Services provided by a bank in connection with a checking account may be within the scope of the DTPA under certain circumstances. See La Sara Grain Co. v. First Nat. Bank of Mercedes, 673 S.W.2d 558, 564 (Tex. 1984) (finding consumer status where bank allegedly disregarded a checking account's multiple-signatory requirement). But here, Dyer presents no evidence of goods or services in connection with any of these accounts that would potentially support consumer status under Texas law. See Riverside Nat. Bank, 603 S.W.2d at 174 (holding that money is not a “tangible chattel,” or “goods” as defined by the DTPA). Summary judgment on Dyer's DTPA claim is appropriate on this basis alone.
Even if Dyer were a consumer, however, summary judgment would be appropriate based on the absence of record evidence of any false, misleading, or deceptive act on the part of Capitol One, which is also required for this claim. Tex. Bus. & Com. Code § 17.54(4). The essence of Dyer's claim is that Capital One closed her accounts (Dkt. 1-2 at 9), which, the record evidence shows, Capital One had the right to do, at any time, for any reason. (Dkts. 80-1 at 4; 80-2; 80-3; 80-4; 80-5; 80-6; 80-7). Summary judgment is thus granted on this basis as well.

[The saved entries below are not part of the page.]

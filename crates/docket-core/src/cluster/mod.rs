//! Density clustering of names over a precomputed similarity matrix

mod dbscan;
mod sweep;

use std::collections::{BTreeSet, HashMap};
use std::fmt;

use crate::error::{DocketError, Result};
use crate::frequency::DistinctCounts;
use crate::similarity::SimilarityMatrix;

pub use dbscan::{cluster, cluster_excluding};
pub use sweep::{eps_range, sweep_eps, SweepPoint};

/// Cluster membership of one name
#[derive(Debug, Clone, Copy, PartialEq, Eq, Hash, PartialOrd, Ord)]
pub enum ClusterLabel {
    Cluster(usize),
    Noise,
}

impl ClusterLabel {
    /// Numeric form written to output tables
    pub const NOISE_ID: i64 = -1;

    pub fn as_i64(&self) -> i64 {
        match self {
            ClusterLabel::Cluster(id) => *id as i64,
            ClusterLabel::Noise => Self::NOISE_ID,
        }
    }

    pub fn is_noise(&self) -> bool {
        matches!(self, ClusterLabel::Noise)
    }

    pub fn cluster_id(&self) -> Option<usize> {
        match self {
            ClusterLabel::Cluster(id) => Some(*id),
            ClusterLabel::Noise => None,
        }
    }
}

impl fmt::Display for ClusterLabel {
    fn fmt(&self, f: &mut fmt::Formatter<'_>) -> fmt::Result {
        write!(f, "{}", self.as_i64())
    }
}

/// DBSCAN parameters
#[derive(Debug, Clone, Copy, PartialEq)]
pub struct ClusterParams {
    /// Largest distance (1 - similarity) at which two names are neighbours
    pub eps: f64,
    /// Neighbourhood weight a core point needs, itself included
    pub min_samples: usize,
}

impl Default for ClusterParams {
    fn default() -> Self {
        Self {
            eps: 0.1,
            min_samples: 2,
        }
    }
}

impl ClusterParams {
    pub fn validate(&self) -> Result<()> {
        if !self.eps.is_finite() || self.eps < 0.0 {
            return Err(DocketError::InvalidParameter(format!(
                "eps must be a non-negative number, got {}",
                self.eps
            )));
        }
        if self.min_samples == 0 {
            return Err(DocketError::InvalidParameter(
                "min_samples must be at least 1".to_string(),
            ));
        }
        Ok(())
    }
}

/// How much each name contributes to a neighbourhood
#[derive(Debug, Clone, Copy)]
pub enum SampleWeights<'a> {
    /// Every name counts once
    Uniform,
    /// Every name counts as many times as it occurs in the table
    Counts(&'a DistinctCounts),
}

impl SampleWeights<'_> {
    /// Weight of each matrix index
    ///
    /// Names absent from the counts weigh 1.
    pub(crate) fn resolve(&self, matrix: &SimilarityMatrix) -> Vec<usize> {
        match self {
            SampleWeights::Uniform => vec![1; matrix.len()],
            SampleWeights::Counts(counts) => matrix
                .names()
                .iter()
                .map(|name| counts.count(name).unwrap_or(1))
                .collect(),
        }
    }
}

/// Result of clustering: one label per matrix name
#[derive(Debug, Clone, PartialEq)]
pub struct ClusterAssignment {
    names: Vec<String>,
    labels: Vec<ClusterLabel>,
    core: Vec<bool>,
    cluster_count: usize,
    index: HashMap<String, usize>,
}

impl ClusterAssignment {
    pub(crate) fn new(names: Vec<String>, labels: Vec<ClusterLabel>, core: Vec<bool>) -> Self {
        let cluster_count = labels
            .iter()
            .filter_map(|l| l.cluster_id())
            .max()
            .map_or(0, |max| max + 1);
        let index = names
            .iter()
            .enumerate()
            .map(|(i, name)| (name.clone(), i))
            .collect();
        Self {
            names,
            labels,
            core,
            cluster_count,
            index,
        }
    }

    pub fn len(&self) -> usize {
        self.names.len()
    }

    pub fn is_empty(&self) -> bool {
        self.names.is_empty()
    }

    pub fn names(&self) -> &[String] {
        &self.names
    }

    pub fn label_of(&self, name: &str) -> Option<ClusterLabel> {
        self.index.get(name).map(|&i| self.labels[i])
    }

    pub fn is_core(&self, name: &str) -> bool {
        self.index.get(name).is_some_and(|&i| self.core[i])
    }

    pub fn cluster_count(&self) -> usize {
        self.cluster_count
    }

    pub fn core_count(&self) -> usize {
        self.core.iter().filter(|&&c| c).count()
    }

    /// Names in cluster `id`, in matrix order
    pub fn members(&self, id: usize) -> Vec<&str> {
        self.names_where(|label| label == ClusterLabel::Cluster(id))
    }

    /// Names outside every cluster, in matrix order
    pub fn noise(&self) -> Vec<&str> {
        self.names_where(|label| label.is_noise())
    }

    /// Clusters as sets of names, independent of cluster ids
    pub fn partition(&self) -> BTreeSet<BTreeSet<String>> {
        (0..self.cluster_count)
            .map(|id| self.members(id).into_iter().map(String::from).collect())
            .collect()
    }

    fn names_where(&self, keep: impl Fn(ClusterLabel) -> bool) -> Vec<&str> {
        self.names
            .iter()
            .zip(&self.labels)
            .filter(|(_, &label)| keep(label))
            .map(|(name, _)| name.as_str())
            .collect()
    }
}
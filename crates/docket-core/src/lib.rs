//! docket-core: entity resolution for plaintiff names in court-record tables
//!
//! Raw plaintiff and outcome strings are cleaned, distinct plaintiff names
//! are scored pairwise, and DBSCAN over the resulting distances groups the
//! spellings of one real-world party. Each group gets a representative name,
//! and the table is cross-tabulated by representative and outcome.
//!
//! # Example
//!
//! ```
//! use docket_core::pipeline::{prepare, resolve};
//! use docket_core::similarity::{build, NoProgress, ScorerKind};
//! use docket_core::{DocketConfig, Record, RecordTable};
//!
//! let rows = [
//!     ("Midland Funding LLC", "Judgment for Plaintiff"),
//!     ("Midland Funding, LLC", "Dismissed"),
//!     ("ABC Corp", "Dismissed"),
//! ];
//! let table = RecordTable::new(
//!     vec!["Plaintiff Name(s)".into(), "Case Outcome".into()],
//!     rows.iter()
//!         .map(|(p, o)| Record::new(vec![p.to_string(), o.to_string()]))
//!         .collect(),
//! );
//!
//! let config = DocketConfig::default();
//! let prepared = prepare(table, &config).unwrap();
//! let matrix = build(&prepared.plaintiffs.counts.names(), &ScorerKind::Jaro, &NoProgress).unwrap();
//! let resolution = resolve(&prepared, Some(&matrix), &config.clustering).unwrap();
//!
//! assert_eq!(resolution.labeling.rows()[0].cluster_name, "MIDLAND FUNDING");
//! assert_eq!(resolution.labeling.rows()[2].cluster_num, -1);
//! ```

pub mod cluster;
pub mod config;
pub mod crosstab;
pub mod error;
pub mod frequency;
pub mod labeling;
pub mod normalization;
pub mod pipeline;
pub mod similarity;
pub mod table;

pub use cluster::{ClusterAssignment, ClusterLabel, ClusterParams, SampleWeights, SweepPoint};
pub use config::{AnomalyPolicy, ConfigError, DocketConfig};
pub use crosstab::{ContingencyTable, CrossTabRow};
pub use error::{DocketError, Result};
pub use frequency::{Anomaly, AnomalyKind, CountedColumn, DistinctCounts, DuplicateReport};
pub use labeling::{AnnotatedRecord, Labeling, Representative, RowLabel};
pub use normalization::{EntityTerms, FieldNormalizer, NormalizeError, OutcomeCleaner, PlaintiffCleaner, BLANK_LABEL};
pub use similarity::{ScorerKind, SimilarityMatrix, SimilarityScorer};
pub use table::{CellValue, ColumnType, Record, RecordTable};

B. The Fiduciary Duty Claim
Summary judgment is granted on Dyer's breach of fiduciary duty claim because the requisite fiduciary relationship is absent.
Under Texas law, a breach of fiduciary claim requires: (1) a fiduciary relationship between the plaintiff and defendant; (2) that the defendant breached the fiduciary duty; and (3) that the defendant's breach resulted in injury to the plaintiff or benefit to the defendant. See Navigant Consulting, Inc. v. Wilkinson, 508 F.3d 277, 283 (5th Cir. 2007) (quoting Jones v. Blume, 196 S.W.3d 440, 447 (Tex. App.-Dallas 2006, pet. denied)).
The relationship between a bank and its customers does not usually create a fiduciary relationship. See E-Dealer Direct v. Bank of Am., N.A., No. EP-21-CV-62-DB, 2021 WL 2115299, at *5 (W.D. Tex. May 25, 2021) (citing Davis v. West, 317 S.W.3d 301, 312 (Tex. App.-Houston [1st Dist.] 2009, no pet.). Under special circumstances, however, such as where the bank exerts excessive lender control or influence over the customer's business activities, a fiduciary relationship can arise. Id. Here, there is no evidence of excessive control or influence by Capitol One. Thus, there is no fiduciary relationship between Dyer and Capitol One. The Court grants summary judgment on Dyer's fiduciary duty claim on this basis.
Even if a fiduciary relationship existed, there is no evidence of wrongful conduct, as the account closures were within the scope of Capital One's client agreements. (Dkts. 80-1 at 4; 80-2; 80-3; 80-4; 80-5; 80-6; 80-7; 80-9).
C. The Texas Debt Collection Act Claim
Summary judgment is granted on Dyer's TDCA claim because there is no evidence of wrongful conduct as required under the TDCA.
Section 392.303 of the TDCA prohibits using “unfair or unconscionable means” to (1) obtain a written acknowledgement of debt, (2) collect a fee not authorized by the underlying agreement, or (3) collect a dishonored or unauthorized check. See Tex. Fin. Code § 392.303(a). Section 392.304 prohibits certain “fraudulent, deceptive, or misleading representation[s].” Id. at § 392.304.
Here, there is no evidence of debt collection activity, nor any wrongful acts associated with debt collection activity. Dyer's lawsuit is based on the closure of her accounts, which the applicable agreements between Dyer and Capital One permitted. Thus, summary judgment is granted on this claim.
CONCLUSION
For the foregoing reasons, Capital One's Motion for Summary Judgment (Dkt. 80) is GRANTED.